Saved data entries:
____
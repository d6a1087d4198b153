//! Tariff feed retrieval
//!
//! Bounded-time HTTP access to the published tariff document. The client
//! performs exactly one request per call: no retries (the scheduler's next
//! tick is the retry mechanism) and no caching (last-known-good handling
//! lives in the resolver).

use crate::config::FeedConfig;
use crate::logging::{StructuredLogger, get_logger};
use async_trait::async_trait;
use std::time::Duration;
use thiserror::Error;

/// Failure kinds for a single feed retrieval
#[derive(Debug, Error)]
pub enum FetchError {
    /// No response within the configured bound
    #[error("feed request timed out")]
    Timeout,

    /// Connection, DNS or TLS failure
    #[error("network failure: {0}")]
    Network(String),

    /// Non-2xx response status
    #[error("unexpected HTTP status {0}")]
    Http(u16),
}

/// Source of the raw tariff document
///
/// Seam between the driver and the network so refresh semantics can be
/// exercised without a live feed.
#[async_trait]
pub trait FeedSource: Send + Sync {
    /// Retrieve the full tariff document as text
    async fn fetch_feed(&self) -> Result<String, FetchError>;
}

/// HTTP client for the published tariff document
pub struct FeedClient {
    url: String,
    timeout: Duration,
    logger: StructuredLogger,
}

impl FeedClient {
    /// Create a new feed client for a fixed URL
    pub fn new<S: Into<String>>(url: S, timeout: Duration) -> Self {
        Self {
            url: url.into(),
            timeout,
            logger: get_logger("feed"),
        }
    }

    /// Create a feed client from configuration
    pub fn from_config(config: &FeedConfig) -> Self {
        Self::new(config.url.clone(), Duration::from_secs(config.timeout_secs))
    }

    /// URL this client fetches from
    pub fn url(&self) -> &str {
        &self.url
    }

    /// Perform one bounded-time GET of the feed and return the body as text
    pub async fn fetch(&self) -> Result<String, FetchError> {
        use reqwest::header::{ACCEPT, USER_AGENT};

        self.logger.debug(&format!("Fetching tariff feed from {}", self.url));

        let client = reqwest::Client::builder()
            .timeout(self.timeout)
            .build()
            .map_err(|e| FetchError::Network(e.to_string()))?;

        let resp = client
            .get(&self.url)
            .header(ACCEPT, "application/xml, text/xml")
            .header(USER_AGENT, "hestia/1.0 (+https://github.com/)")
            .send()
            .await
            .map_err(map_reqwest_error)?;

        let status = resp.status();
        if !status.is_success() {
            self.logger
                .warn(&format!("Feed returned HTTP {}", status.as_u16()));
            return Err(FetchError::Http(status.as_u16()));
        }

        resp.text().await.map_err(map_reqwest_error)
    }
}

fn map_reqwest_error(err: reqwest::Error) -> FetchError {
    if err.is_timeout() {
        FetchError::Timeout
    } else {
        FetchError::Network(err.to_string())
    }
}

#[async_trait]
impl FeedSource for FeedClient {
    async fn fetch_feed(&self) -> Result<String, FetchError> {
        self.fetch().await
    }
}
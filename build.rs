use std::env;
use std::fs::{self, File};
use std::io::{self, Write};
use std::path::Path;
use toml::Value;

struct AppMetadata {
    file: std::fs::File,
}

impl AppMetadata {
    pub fn new() -> io::Result<Self> {
        let out_dir = env::var("OUT_DIR").map_err(|e| io::Error::new(io::ErrorKind::NotFound, e))?;
        let dest_path = Path::new(&out_dir).join("app_metadata.rs");
        let file = File::create(&dest_path)?;
        Ok(Self { file })
    }

    pub fn write(&mut self, key: &str, value: &str) -> io::Result<()> {
        write!(
            self.file,
            "#[allow(unused)]\npub const APP_METADATA_{}: &str = \"{}\";\n",
            &key.to_uppercase(),
            &value.escape_default()
        )
    }
}

fn main() -> io::Result<()> {
    println!("cargo:rerun-if-changed=Cargo.toml");

    let cargo_toml = fs::read_to_string("Cargo.toml")?;
    let cargo_toml: Value = toml::from_str(&cargo_toml).map_err(|e| io::Error::new(io::ErrorKind::InvalidData, e))?;

    let mut app_metadata = AppMetadata::new()?;
    app_metadata.write("NAME", &env::var("CARGO_PKG_NAME").unwrap_or_else(|_| "activity-logger".to_string()))?;
    app_metadata.write("VERSION", &env::var("CARGO_PKG_VERSION").unwrap_or_default())?;

    // Every string under [package.metadata] becomes an APP_METADATA_<KEY> constant
    if let Some(metadata) = cargo_toml.get("package").and_then(|pkg| pkg.get("metadata")).and_then(|meta| meta.as_table()) {
        for (key, value) in metadata {
            if let Some(value) = value.as_str() {
                app_metadata.write(key, value)?;
            }
        }
    }

    Ok(())
}
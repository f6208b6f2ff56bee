//! Runs the application against a shell process on stdin/stdout.
//!
//! On the very first run (no `config.json` yet) the default config is written
//! and, unless disabled, the binary registers itself to start at login.

use crate::libs::config::Config;
use crate::libs::data_storage::DataStorage;
use crate::libs::messages::Message;
use crate::libs::{autostart, host};
use crate::{msg_debug, msg_info, msg_warning};
use anyhow::Result;

pub async fn cmd() -> Result<()> {
    let storage = DataStorage::new();
    let first_run = !Config::exists_in(&storage);
    let config = Config::read_from(&storage)?;
    msg_debug!(Message::ConfigLocation(Config::path_in(&storage)?.display().to_string()));

    if first_run {
        config.save_to(&storage)?;
        msg_info!(Message::ConfigSaved(Config::path_in(&storage)?.display().to_string()));
        if config.autostart {
            if let Err(e) = autostart::ensure() {
                msg_warning!(Message::AutostartEnsureFailed(e.to_string()));
            }
        }
    }

    host::run_with_signal_handling(&config, storage).await
}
____
Task requirements:
Write out every line of the data that holds the word "impl".

Completed task:
impl FeedClient {
impl FeedSource for FeedClient {
impl AppMetadata {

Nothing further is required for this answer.